■ Exercise directions
Restrict the output to the lines below starting at the one that contains "self.cards().filter(|card| card.variant == variant).count()" and ending at the one that contains "rows.extend(sections::top_section(catalog));", and restate them word for word, both ends included.

■ Record extracts
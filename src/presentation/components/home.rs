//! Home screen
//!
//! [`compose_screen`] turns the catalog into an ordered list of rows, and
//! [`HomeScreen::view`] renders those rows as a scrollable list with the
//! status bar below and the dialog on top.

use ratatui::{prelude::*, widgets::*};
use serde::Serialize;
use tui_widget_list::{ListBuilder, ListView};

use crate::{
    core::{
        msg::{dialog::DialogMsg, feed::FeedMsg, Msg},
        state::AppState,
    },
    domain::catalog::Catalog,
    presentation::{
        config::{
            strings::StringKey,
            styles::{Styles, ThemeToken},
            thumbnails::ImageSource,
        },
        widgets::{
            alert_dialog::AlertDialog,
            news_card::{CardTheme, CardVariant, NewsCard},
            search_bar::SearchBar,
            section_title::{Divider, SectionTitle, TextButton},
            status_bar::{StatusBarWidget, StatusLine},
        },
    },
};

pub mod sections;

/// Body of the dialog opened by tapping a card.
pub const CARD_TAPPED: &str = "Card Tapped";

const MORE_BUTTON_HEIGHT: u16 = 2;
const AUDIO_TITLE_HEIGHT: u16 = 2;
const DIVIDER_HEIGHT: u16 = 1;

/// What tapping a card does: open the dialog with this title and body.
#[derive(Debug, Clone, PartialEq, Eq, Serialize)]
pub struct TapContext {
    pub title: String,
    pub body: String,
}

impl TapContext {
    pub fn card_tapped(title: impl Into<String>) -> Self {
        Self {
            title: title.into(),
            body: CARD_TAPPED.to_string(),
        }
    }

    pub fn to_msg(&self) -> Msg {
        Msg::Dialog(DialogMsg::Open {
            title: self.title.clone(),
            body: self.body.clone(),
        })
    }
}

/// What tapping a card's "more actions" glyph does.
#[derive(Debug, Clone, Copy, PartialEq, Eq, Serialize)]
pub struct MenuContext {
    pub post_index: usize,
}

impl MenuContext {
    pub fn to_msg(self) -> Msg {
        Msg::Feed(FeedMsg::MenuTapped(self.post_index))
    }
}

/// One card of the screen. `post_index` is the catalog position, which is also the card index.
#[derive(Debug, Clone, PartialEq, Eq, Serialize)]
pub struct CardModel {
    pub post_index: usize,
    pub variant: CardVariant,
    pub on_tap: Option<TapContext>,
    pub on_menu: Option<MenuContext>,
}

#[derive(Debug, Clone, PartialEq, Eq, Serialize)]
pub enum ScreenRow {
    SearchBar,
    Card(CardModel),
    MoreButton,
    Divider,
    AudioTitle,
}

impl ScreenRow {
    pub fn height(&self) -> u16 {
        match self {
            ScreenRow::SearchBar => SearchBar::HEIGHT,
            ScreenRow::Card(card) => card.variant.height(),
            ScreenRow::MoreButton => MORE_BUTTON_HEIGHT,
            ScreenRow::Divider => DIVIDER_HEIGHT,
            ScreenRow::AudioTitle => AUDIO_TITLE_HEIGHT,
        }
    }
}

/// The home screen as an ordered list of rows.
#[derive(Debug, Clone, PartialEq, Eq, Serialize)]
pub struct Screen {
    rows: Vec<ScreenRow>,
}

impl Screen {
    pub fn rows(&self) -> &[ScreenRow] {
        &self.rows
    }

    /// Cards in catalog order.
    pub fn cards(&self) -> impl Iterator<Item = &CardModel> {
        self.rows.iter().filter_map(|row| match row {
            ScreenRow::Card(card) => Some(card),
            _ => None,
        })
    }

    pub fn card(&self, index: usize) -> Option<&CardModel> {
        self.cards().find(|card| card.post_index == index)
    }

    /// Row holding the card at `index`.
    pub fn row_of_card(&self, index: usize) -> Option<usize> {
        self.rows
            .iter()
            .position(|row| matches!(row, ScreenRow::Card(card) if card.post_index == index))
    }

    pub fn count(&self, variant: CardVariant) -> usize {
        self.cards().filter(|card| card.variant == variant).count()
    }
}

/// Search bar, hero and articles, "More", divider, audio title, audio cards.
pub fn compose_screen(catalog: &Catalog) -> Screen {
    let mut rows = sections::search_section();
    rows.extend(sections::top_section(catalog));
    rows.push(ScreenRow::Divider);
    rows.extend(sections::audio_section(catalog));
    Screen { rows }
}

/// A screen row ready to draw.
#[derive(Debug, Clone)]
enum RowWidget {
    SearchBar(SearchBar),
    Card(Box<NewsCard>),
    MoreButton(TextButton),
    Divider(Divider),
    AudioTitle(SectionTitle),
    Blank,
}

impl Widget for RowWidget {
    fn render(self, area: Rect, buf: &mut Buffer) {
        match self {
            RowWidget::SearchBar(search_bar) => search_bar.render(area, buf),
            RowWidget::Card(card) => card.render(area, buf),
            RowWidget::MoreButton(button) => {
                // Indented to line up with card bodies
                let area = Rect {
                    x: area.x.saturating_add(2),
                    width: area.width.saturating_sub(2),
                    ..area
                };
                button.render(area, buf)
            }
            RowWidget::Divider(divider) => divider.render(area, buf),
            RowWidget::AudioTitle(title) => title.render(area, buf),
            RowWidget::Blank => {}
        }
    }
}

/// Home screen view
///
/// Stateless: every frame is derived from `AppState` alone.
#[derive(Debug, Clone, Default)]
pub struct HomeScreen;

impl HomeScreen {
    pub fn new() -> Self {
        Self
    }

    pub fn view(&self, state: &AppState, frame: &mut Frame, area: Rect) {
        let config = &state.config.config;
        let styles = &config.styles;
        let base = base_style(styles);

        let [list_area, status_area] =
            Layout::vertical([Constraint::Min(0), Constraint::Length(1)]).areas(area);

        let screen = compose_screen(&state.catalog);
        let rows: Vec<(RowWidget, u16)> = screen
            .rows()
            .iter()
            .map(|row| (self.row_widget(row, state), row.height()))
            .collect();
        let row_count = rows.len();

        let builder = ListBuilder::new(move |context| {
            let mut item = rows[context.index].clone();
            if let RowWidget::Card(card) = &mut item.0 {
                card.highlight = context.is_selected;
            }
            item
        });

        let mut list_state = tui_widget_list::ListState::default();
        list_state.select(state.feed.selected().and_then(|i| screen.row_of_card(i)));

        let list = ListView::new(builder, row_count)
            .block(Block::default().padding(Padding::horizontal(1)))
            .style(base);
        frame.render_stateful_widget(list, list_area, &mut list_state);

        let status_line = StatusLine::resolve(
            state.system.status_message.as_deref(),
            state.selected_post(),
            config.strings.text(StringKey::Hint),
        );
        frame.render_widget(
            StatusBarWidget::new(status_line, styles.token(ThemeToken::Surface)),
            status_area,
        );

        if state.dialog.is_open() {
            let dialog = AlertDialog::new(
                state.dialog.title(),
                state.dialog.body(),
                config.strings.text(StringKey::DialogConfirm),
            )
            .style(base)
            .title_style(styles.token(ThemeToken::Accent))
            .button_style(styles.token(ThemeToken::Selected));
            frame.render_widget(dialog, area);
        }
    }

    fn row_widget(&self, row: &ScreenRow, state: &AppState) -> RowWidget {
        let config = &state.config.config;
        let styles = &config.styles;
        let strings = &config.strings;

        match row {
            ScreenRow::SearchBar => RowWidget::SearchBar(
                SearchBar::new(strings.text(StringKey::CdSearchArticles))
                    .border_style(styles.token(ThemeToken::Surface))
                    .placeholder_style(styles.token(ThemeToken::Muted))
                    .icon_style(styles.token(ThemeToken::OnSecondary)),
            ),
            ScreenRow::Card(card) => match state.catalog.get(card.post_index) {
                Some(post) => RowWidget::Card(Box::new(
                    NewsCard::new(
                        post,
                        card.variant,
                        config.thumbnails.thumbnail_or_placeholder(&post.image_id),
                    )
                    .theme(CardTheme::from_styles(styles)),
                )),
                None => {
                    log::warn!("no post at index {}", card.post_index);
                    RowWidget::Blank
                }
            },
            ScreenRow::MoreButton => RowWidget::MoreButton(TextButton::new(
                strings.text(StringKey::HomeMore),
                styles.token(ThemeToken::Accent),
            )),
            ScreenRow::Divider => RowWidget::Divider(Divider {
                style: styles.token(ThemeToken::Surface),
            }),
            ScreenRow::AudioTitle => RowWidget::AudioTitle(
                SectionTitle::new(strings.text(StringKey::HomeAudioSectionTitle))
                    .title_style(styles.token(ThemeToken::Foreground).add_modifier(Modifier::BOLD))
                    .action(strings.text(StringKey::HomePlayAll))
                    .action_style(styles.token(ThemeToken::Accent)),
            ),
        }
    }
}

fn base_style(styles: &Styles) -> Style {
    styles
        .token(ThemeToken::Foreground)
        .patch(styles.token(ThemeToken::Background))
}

* * *

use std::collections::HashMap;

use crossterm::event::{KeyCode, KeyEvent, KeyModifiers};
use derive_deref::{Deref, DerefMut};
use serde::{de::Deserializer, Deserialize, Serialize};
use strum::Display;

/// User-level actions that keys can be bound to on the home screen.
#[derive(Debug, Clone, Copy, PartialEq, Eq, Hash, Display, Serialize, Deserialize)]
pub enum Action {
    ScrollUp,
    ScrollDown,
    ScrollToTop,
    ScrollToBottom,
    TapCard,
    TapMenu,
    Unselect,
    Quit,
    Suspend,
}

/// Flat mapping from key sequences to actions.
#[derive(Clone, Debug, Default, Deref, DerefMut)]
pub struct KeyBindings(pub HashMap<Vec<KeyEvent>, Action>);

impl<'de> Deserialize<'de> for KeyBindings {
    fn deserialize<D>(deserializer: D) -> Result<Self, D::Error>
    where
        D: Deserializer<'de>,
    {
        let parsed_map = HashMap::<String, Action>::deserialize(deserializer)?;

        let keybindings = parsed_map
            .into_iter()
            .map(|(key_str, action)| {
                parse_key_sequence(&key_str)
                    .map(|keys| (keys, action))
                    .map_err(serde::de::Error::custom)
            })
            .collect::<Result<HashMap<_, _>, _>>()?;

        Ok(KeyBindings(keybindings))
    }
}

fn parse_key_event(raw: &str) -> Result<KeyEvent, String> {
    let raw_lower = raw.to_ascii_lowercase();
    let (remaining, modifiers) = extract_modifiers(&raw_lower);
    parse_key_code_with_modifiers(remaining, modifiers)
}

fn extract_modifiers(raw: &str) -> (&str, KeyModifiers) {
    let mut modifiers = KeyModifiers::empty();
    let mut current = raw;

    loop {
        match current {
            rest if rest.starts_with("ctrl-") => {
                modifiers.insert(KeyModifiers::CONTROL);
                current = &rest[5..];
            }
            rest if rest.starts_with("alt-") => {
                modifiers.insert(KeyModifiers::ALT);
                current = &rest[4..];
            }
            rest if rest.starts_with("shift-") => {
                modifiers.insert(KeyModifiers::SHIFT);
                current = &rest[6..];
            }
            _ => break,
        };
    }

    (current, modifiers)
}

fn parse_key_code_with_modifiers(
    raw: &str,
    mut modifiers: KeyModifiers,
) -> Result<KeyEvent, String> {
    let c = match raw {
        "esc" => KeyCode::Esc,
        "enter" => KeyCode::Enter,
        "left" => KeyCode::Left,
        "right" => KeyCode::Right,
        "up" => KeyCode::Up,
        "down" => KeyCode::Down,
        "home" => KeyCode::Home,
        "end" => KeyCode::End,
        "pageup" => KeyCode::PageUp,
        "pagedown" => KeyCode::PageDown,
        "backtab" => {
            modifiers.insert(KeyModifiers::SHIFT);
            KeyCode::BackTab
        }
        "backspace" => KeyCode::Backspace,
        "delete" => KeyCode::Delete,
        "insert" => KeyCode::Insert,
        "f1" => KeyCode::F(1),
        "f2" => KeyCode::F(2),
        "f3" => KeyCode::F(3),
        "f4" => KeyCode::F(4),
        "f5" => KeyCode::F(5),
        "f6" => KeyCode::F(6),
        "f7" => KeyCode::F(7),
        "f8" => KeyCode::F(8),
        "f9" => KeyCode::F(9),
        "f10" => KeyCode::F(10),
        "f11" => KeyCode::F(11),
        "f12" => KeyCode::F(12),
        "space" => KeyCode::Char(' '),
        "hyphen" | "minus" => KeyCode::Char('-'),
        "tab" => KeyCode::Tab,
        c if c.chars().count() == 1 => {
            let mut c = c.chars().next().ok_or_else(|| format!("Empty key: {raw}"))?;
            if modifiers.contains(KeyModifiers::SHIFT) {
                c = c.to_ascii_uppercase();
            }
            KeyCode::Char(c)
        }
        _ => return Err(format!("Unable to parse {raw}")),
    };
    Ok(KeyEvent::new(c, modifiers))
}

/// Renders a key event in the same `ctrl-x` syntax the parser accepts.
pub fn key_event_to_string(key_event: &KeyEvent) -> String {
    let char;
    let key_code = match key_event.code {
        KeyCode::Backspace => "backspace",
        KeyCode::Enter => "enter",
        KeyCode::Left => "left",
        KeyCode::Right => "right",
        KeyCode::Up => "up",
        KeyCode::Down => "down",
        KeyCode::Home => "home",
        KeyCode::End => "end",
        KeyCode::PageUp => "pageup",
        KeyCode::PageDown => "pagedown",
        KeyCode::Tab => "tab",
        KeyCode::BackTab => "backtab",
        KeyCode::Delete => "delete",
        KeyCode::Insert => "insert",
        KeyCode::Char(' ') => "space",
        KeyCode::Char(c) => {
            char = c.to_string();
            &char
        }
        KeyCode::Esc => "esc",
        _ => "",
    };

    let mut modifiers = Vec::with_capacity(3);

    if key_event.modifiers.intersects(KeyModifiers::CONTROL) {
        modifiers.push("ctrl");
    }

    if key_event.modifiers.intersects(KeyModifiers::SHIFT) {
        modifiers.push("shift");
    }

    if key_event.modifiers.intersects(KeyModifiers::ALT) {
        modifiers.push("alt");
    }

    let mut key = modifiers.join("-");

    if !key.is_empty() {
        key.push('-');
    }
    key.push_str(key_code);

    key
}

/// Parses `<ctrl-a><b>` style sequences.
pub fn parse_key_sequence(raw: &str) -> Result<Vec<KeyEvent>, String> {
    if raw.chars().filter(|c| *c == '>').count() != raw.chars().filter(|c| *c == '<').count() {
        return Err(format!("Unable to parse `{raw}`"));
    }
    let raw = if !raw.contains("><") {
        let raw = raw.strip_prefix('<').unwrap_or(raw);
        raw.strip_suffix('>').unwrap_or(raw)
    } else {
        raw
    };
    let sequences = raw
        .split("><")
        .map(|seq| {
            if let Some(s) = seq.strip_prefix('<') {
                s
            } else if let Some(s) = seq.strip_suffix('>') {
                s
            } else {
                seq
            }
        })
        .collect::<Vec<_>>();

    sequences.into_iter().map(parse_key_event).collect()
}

---

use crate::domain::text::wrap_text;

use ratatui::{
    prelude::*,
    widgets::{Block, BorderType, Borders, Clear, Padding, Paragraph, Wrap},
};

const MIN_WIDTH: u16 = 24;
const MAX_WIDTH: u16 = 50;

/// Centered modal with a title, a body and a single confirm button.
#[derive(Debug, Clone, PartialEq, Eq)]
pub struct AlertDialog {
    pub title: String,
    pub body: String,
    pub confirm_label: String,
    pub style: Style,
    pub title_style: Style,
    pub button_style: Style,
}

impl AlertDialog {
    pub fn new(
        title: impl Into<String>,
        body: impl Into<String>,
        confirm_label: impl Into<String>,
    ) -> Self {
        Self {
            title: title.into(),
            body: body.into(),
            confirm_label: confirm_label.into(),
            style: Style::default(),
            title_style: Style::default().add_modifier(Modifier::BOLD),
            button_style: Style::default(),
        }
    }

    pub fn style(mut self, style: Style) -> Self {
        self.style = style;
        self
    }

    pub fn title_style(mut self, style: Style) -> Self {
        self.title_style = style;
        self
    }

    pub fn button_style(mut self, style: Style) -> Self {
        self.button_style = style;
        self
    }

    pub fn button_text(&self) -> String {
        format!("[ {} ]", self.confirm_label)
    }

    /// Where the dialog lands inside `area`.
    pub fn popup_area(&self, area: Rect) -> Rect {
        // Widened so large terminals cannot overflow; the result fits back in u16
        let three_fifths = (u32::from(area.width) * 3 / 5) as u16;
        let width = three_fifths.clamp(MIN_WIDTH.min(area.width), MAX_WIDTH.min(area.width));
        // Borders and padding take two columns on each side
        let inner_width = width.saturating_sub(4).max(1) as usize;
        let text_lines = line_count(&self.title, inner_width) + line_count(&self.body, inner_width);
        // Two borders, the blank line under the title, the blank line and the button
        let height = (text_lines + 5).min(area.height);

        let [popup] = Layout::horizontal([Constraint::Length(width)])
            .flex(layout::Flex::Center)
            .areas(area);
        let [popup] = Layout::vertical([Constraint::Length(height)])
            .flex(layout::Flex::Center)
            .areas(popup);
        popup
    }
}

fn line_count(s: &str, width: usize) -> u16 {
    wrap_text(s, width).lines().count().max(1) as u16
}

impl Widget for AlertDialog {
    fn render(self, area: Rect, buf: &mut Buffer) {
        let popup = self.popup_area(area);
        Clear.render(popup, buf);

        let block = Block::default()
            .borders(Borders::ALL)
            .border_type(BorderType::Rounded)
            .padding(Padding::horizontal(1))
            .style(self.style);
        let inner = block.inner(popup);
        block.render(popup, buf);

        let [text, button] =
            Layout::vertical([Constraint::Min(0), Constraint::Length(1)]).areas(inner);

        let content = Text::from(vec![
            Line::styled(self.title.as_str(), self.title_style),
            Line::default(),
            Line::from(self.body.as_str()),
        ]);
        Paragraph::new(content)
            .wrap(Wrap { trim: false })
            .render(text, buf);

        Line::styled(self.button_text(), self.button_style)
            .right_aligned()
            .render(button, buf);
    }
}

■ Result
        self.cards().filter(|card| card.variant == variant).count()
    }
}

/// Search bar, hero and articles, "More", divider, audio title, audio cards.
pub fn compose_screen(catalog: &Catalog) -> Screen {
    let mut rows = sections::search_section();
    rows.extend(sections::top_section(catalog));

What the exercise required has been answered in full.